Обошлось… Входя в уже знакомый кабинет Тарасевича, капитан уже вполне владел собой.

— Проходите. Присаживайтесь.

Незнакомых не было. Курящий у окна Тарасевич, следователь прокуратуры — тот самый, покладистый… На одном из двух свободных стульев — Сашка Кошель, адвокат и веселый пьяница. Представитель защиты старался выглядеть невозмутимым.

За руку Виноградов поздоровался только с Кошелем.

— Начнем?

— Да, пожалуй…

Следователь прокуратуры обратился к Владимиру Александровичу:

— Вы подтверждаете показания, данные в качестве свидетеля до задержания сотрудниками милиции?

— Какие показания? — уточнил Виноградов.

— По поводу обмена чеков в Пароходстве… Вот протокол допроса, вот оперативник, который его писал…

— Подтверждаю.

Следователь придвинул к себе бланк и начал переписывать сначала установочные данные, а затем и сам текст протокола, составленного в первый вечер Тарасевичем. Он делал это молча, не задавая, к удивлению Виноградова и его адвоката, никаких уточняющих вопросов, только поинтересовался номером ордера на ведение дела Кошелем…

Процедура заняла минут десять, и вышедшее из-под пера следователя заняло едва ли больше стандартного листа.

— Прочитайте. Если все верно — напишите и поставьте подпись.

Внимательно, выискивая подвох, Владимир Александрович ощупал глазами протокол — строчку за строчкой.

— Все верно, — он передал его адвокату.

Кошель не менее тщательно прочитал процессуальный документ и вернул его подзащитному:

— Подписывай.

Выполнив необходимую формальность, Виноградов вернул протокол.

— Ознакомьтесь…

Следователь достал из папки два экземпляра типографского бланка, с заготовленным заранее машинописным текстом. Прежде чем передать его подозреваемому, проставил дату от руки.

«Следователь по особо важным… рассмотрев… установил… в действиях отсутствуют признаки… для задержания не имеется оснований…»

— Не прокомментируете? — вежливо поинтересовался Кошель.

— В каком смысле? A-а… Я, собственно, хотел сделать это еще два дня назад, как только получил от оперов материалы. Нужно было только формально допросить Владимира Александровича — и нет проблем… А он, понимаете, отказался без адвоката… Что же, гражданские права — дело святое!

— А потом?

— Потом? Потом выходные были — суббота, воскресенье… У вас есть основания для жалобы?

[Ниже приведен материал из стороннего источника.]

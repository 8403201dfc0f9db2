use anyhow::{Context, Result};
use ota_core::OtaConfig;
use serde::Serialize;

use crate::version;

#[derive(Debug, Clone, Serialize)]
pub struct Config {
    // WiFi settings
    pub wifi_ssid: String,
    #[serde(skip_serializing)]
    pub wifi_password: String,

    pub log_level: String,

    // OTA server settings
    pub ota: OtaConfig,
}

impl Default for Config {
    fn default() -> Self {
        // Get WiFi credentials from environment variables set by build.rs
        // These come from wifi_config.h which should NOT be committed to git
        let wifi_ssid = env!("WIFI_SSID");
        let wifi_password = env!("WIFI_PASSWORD");

        Self {
            wifi_ssid: wifi_ssid.to_string(),
            wifi_password: wifi_password.to_string(),
            log_level: option_env!("OTA_LOG_LEVEL").unwrap_or("info").to_string(),
            ota: OtaConfig::with_version(version::CARGO_VERSION),
        }
    }
}

/// Build the runtime configuration: compiled-in defaults, then the optional
/// `OTA_CONFIG_JSON` override captured at build time.
pub fn load() -> Result<Config> {
    let mut config = Config::default();

    if let Some(json) = option_env!("OTA_CONFIG_JSON") {
        config.ota = parse_ota_override(json)?;
        log::info!("Applied OTA_CONFIG_JSON override");
    }

    config.ota.validate().context("Invalid OTA configuration")?;

    log::info!(
        "Config: SSID='{}', Password={}, OTA port {}",
        config.wifi_ssid,
        if config.wifi_password.is_empty() { "<empty>" } else { "<set>" },
        config.ota.port
    );
    Ok(config)
}

/// Fields missing from `json` keep their defaults; the firmware version
/// defaults to the package version rather than a placeholder.
fn parse_ota_override(json: &str) -> Result<OtaConfig> {
    let value: serde_json::Value =
        serde_json::from_str(json).context("OTA_CONFIG_JSON is not valid JSON")?;
    let mut ota: OtaConfig =
        serde_json::from_value(value.clone()).context("OTA_CONFIG_JSON has bad field types")?;
    if value.get("firmware_version").is_none() {
        ota.firmware_version = version::CARGO_VERSION.to_string();
    }
    Ok(ota)
}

Кошель тихо скрипел зубами. Виноградов чувствовал себя сопливым пионером. Тарасевич улыбался…

Следователь обращался к защитнику:

— Видите ли, коллега, квалификация действий Владимира Александровича — вопрос весьма сложный и спорный…

Сыщики считают так, я — так, а мое начальство, может быть, совсем иначе… Милиционеры, конечно, несколько перестарались — можно было обойтись без крайних мер, но… Закон дает органам внутренних дел такие права. Можете, впрочем, написать в горпрокуратуру…

Виноградов стонал и плакал — про себя, разумеется, не выпуская позор наружу: гады, как классно обгребли! А он-то думал…

— Можем идти?

— Разумеется! О! Как раз ровно трое суток… — ответил за следователя Тарасевич, с радостным удивлением посмотрев на часы. — Надо же, как удачно.

— А вещи? Изъятые при обыске? Удостоверение? — От злости Виноградов почти пришел в себя. — Сюда меня на машине привезли…

— Тихо-тихо! Не нервничай, — придержал подзащитного за рукав Кошель и обратился к уже стоящему в дверях следователю: — Действительно… Как бы с документами решить вопрос, с вещами…

— Все вопросы — вот, к оперативнику. Он пропуск выпишет и вообще… Договоритесь, когда надо будет подъехать, если есть какие-то проблемы. Всего доброго! — Следователь эффектно покинул поле выигранного боя. — Слышь, не при адвокате… Ты думаешь — ты умный, да? Всех обставил — и отскочил? Не-ет… Это только начало! Мы тебя и без прокуратуры… — Тарасевич не угрожал. Он просто обрисовывал реальные перспективы дальнейшей милицейской судьбы Виноградова.

5

…и повинен есть, и суд себе ям и пию…

Молитва ко святому причастию

Утром Виноградова разбудил телефон.

Он привычно вынырнул из-под огромного теплого одеяла, свесил на пол босые ноги — и вдруг замер, не в силах сделать больше ни одного движения… Отголосок пережитого страха противно заныл в груди.

Телефон продолжал надрываться.

Владимир Александрович посмотрел на темный циферблат в углу: скоро двенадцать. Жена уже отвела детей. Может быть, она — с работы? Вряд ли…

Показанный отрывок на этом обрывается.